April 6th marks the day shippers, carriers, brokers, receivers, and loaders will need to comply with the sanitary transportation portion of the Food Safety Modernization Act (FSMA).
The first two of seven FSMA major rulings went into effect last September: the Preventive Controls for Human Food and Preventative Controls for Animal Food. These rulings required that food facilities “document they have a food safety plan, have conducted a hazard analysis, implemented preventive controls to mitigate hazards, and are conducting environmental monitoring.” 1
The Sanitary Transportation of Human and Animal Food ruling, which was supposed to have a compliance date of March when it was pushed back a month, applies to those shippers/receivers with 500 or more employees. Those with fewer than 500 and revenues under $27.5 million a year will have an additional year to comply. Carriers with revenues of less than $500,000 are exempt from the ruling, however, shippers will expect them to be compliant as well.
Under the Uniform Food Safety Transportation Protocol (UFSTP), carriers will be required to “certify to shippers and brokers that they are familiar with and will comply with FDA’s requirements for cleaning of equipment, training of personnel, recordkeeping, and refrigeration.” 2 The ruling, however, applies to shippers, brokers, receivers, and loaders as well who must practice safe transportation procedures.
The FDA expects implementation of this ruling to cost $117 million when calculated at 7% for the first ten years. 1
Still to come are the following:
The Foreign Supplier Verification Programs rule-May 13, 2017 compliance date
Intentional Adulteration rule-July 31, 2017 compliance date
Produce Safety rule-January 13, 2018 compliance date
Third Party Certification’s rule-Spring 2018 compliance date
The FSMA requirements will be beneficial in court liability decisions determining whether a company followed standards of care.
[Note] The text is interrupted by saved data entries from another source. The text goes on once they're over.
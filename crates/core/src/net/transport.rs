use async_trait::async_trait;
use reqwest::Client;
use std::time::Duration;

use crate::errors::CoreError;

#[derive(Debug, Clone, Copy, PartialEq, Eq)]
pub enum HttpMethod {
    Get,
    Post,
}

/// Transport-agnostic description of an HTTP call.
#[derive(Debug, Clone, PartialEq)]
pub struct HttpRequest {
    pub method: HttpMethod,
    pub url: String,
    pub query: Vec<(String, String)>,
    pub headers: Vec<(String, String)>,
    /// JSON body for POST requests
    pub body: Option<String>,
}

impl HttpRequest {
    pub fn get(url: impl Into<String>) -> Self {
        Self {
            method: HttpMethod::Get,
            url: url.into(),
            query: Vec::new(),
            headers: Vec::new(),
            body: None,
        }
    }

    pub fn post(url: impl Into<String>, body: impl Into<String>) -> Self {
        Self {
            method: HttpMethod::Post,
            url: url.into(),
            query: Vec::new(),
            headers: Vec::new(),
            body: Some(body.into()),
        }
    }

    pub fn query(mut self, key: impl Into<String>, value: impl Into<String>) -> Self {
        self.query.push((key.into(), value.into()));
        self
    }

    pub fn header(mut self, key: impl Into<String>, value: impl Into<String>) -> Self {
        self.headers.push((key.into(), value.into()));
        self
    }

    /// Query parameters encoded as `a=1&b=2`, in insertion order.
    pub fn query_string(&self) -> String {
        self.query
            .iter()
            .map(|(k, v)| format!("{k}={v}"))
            .collect::<Vec<_>>()
            .join("&")
    }

    pub fn header_value(&self, key: &str) -> Option<&str> {
        self.headers
            .iter()
            .find(|(k, _)| k.eq_ignore_ascii_case(key))
            .map(|(_, v)| v.as_str())
    }
}

#[derive(Debug, Clone, PartialEq, Eq)]
pub struct HttpResponse {
    pub status: u16,
    pub body: String,
}

impl HttpResponse {
    pub fn new(status: u16, body: impl Into<String>) -> Self {
        Self {
            status,
            body: body.into(),
        }
    }

    pub fn is_success(&self) -> bool {
        (200..300).contains(&self.status)
    }
}

/// Sends HTTP requests. Implemented over reqwest in production and by
/// scripted mocks in tests.
///
/// Errors must classify timeouts and dropped connections as
/// [`CoreError::TransientNetwork`] so callers know when to retry.
/// A non-2xx status is NOT an error at this layer.
#[async_trait]
pub trait HttpTransport: Send + Sync {
    async fn send(&self, request: &HttpRequest) -> Result<HttpResponse, CoreError>;
}

/// Production transport with fixed timeouts and no per-call override.
pub struct ReqwestTransport {
    client: Client,
}

impl ReqwestTransport {
    pub fn new(request_timeout: Duration, resource_timeout: Duration) -> Self {
        let client = Client::builder()
            .connect_timeout(request_timeout)
            .timeout(resource_timeout)
            .build()
            .unwrap_or_else(|_| Client::new());
        Self { client }
    }
}

impl Default for ReqwestTransport {
    fn default() -> Self {
        Self::new(Duration::from_secs(30), Duration::from_secs(60))
    }
}

#[async_trait]
impl HttpTransport for ReqwestTransport {
    async fn send(&self, request: &HttpRequest) -> Result<HttpResponse, CoreError> {
        let mut builder = match request.method {
            HttpMethod::Get => self.client.get(&request.url),
            HttpMethod::Post => self.client.post(&request.url),
        };
        if !request.query.is_empty() {
            builder = builder.query(&request.query);
        }
        for (key, value) in &request.headers {
            builder = builder.header(key.as_str(), value.as_str());
        }
        if let Some(body) = &request.body {
            builder = builder
                .header(reqwest::header::CONTENT_TYPE, "application/json")
                .body(body.clone());
        }

        let response = builder.send().await?;
        let status = response.status().as_u16();
        let body = response.text().await?;
        Ok(HttpResponse { status, body })
    }
}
Road Scholar Transport is protecting the integrity of your food products during transport with the following solutions to your everyday transportation concerns:
Problem-Transfers: The more products are transferred from facility to facility, the greater the risk of contamination, especially when dealing with those products which must maintain a specific temperature range. Imagine frozen food sitting on a dock waiting to be loaded during the hot summer months as well as how many times the products were handled before reaching its final destination. The number of transfers also makes it harder to track and pinpoint the source of contamination.
The Solution: Road Scholar Transport helps cut back on the handling of your products by offering 24-hour expedited service, dock-to-dock with NO transfers.
Problem-Cross-Contamination/Sanitization: Trailers that are unsanitized pose the risk of cross-contamination, especially for less-than-truckload (LTL) shipments, which carry multiple types of products in a single trailer at the same time. Would you want your produce transported with a load of household cleaners? Even if the trailer is clean, fumes from these chemicals can affect food products.
Additionally, wooden pallets also serve as a means of cross-contamination, being very porous, and therefore, absorbing and maintaining fluids that can breed bacteria. Splinters from the wood can puncture the products, causing a great risk to food, and nails (wooden pallets are said to contain an average of 150 nails), can puncture products, dripping juices onto the pallet, creating bacteria which is then transferred into future products shipped via that same pallet. Wooden trailer floors similarly serve as a means of contamination, as spills within the trailer from previous freight, unsanitary objects and materials being carried on from shoes and forklifts, among many other means, penetrate the flooring, building up chemicals and bacteria which can enter future freight.
The Solution: Road Scholar Transport operates trucks with aluminum floor trailers to create a more sanitary environment for your products. We conduct regular sweeps on all trailers to ensure that your freight is being transported in a clean, and therefore safe, environment as well as have record of what has been transported since the last time the trailer was cleaned.
Problem-Poor Drivers: Unqualified and unsafe drivers also aid in contamination risks. For example, a driver not taking extra caution with his load can damage the products he or she is transporting. Picture a load of glass jars smashing due to a driver speeding and not securing the load properly. The broken glass can now affect nearby products on the same trailer.
The Solution: Road Scholar’s trucks are air-ride equipped and driven by experienced and uniformed drivers, providing a safe, smooth ride.
Problem-Malfunctioning Equipment: Improper maintenance of vehicles can lead to tainted products as well, especially those operating reefers. Malfunctioning reefer units can cause spoilage or contamination risks, along with hazardous concerns (such as chemical explosions) for those products that cannot be exposed to high temperature conditions.
The Solution: Road Scholar does not use blankets to sustain temperature. Our temperature-protect trailers can be set to temperatures as high as 89°F (and reversely, as low as -22°F) and are equipped to handle even the tightest temperature ranges, having imbedded technology that tracks the temperature within and alerts our team in the event that the temperature goes out of range so we can rectify the situation prior to the product losing its integrity. We even provide our customers with the tools to track their shipment live throughout the entire transportation process and can provide a complete record of the temperature within the trailer at any given time, even months after delivery, as well as each time the trailer door was opened/closed.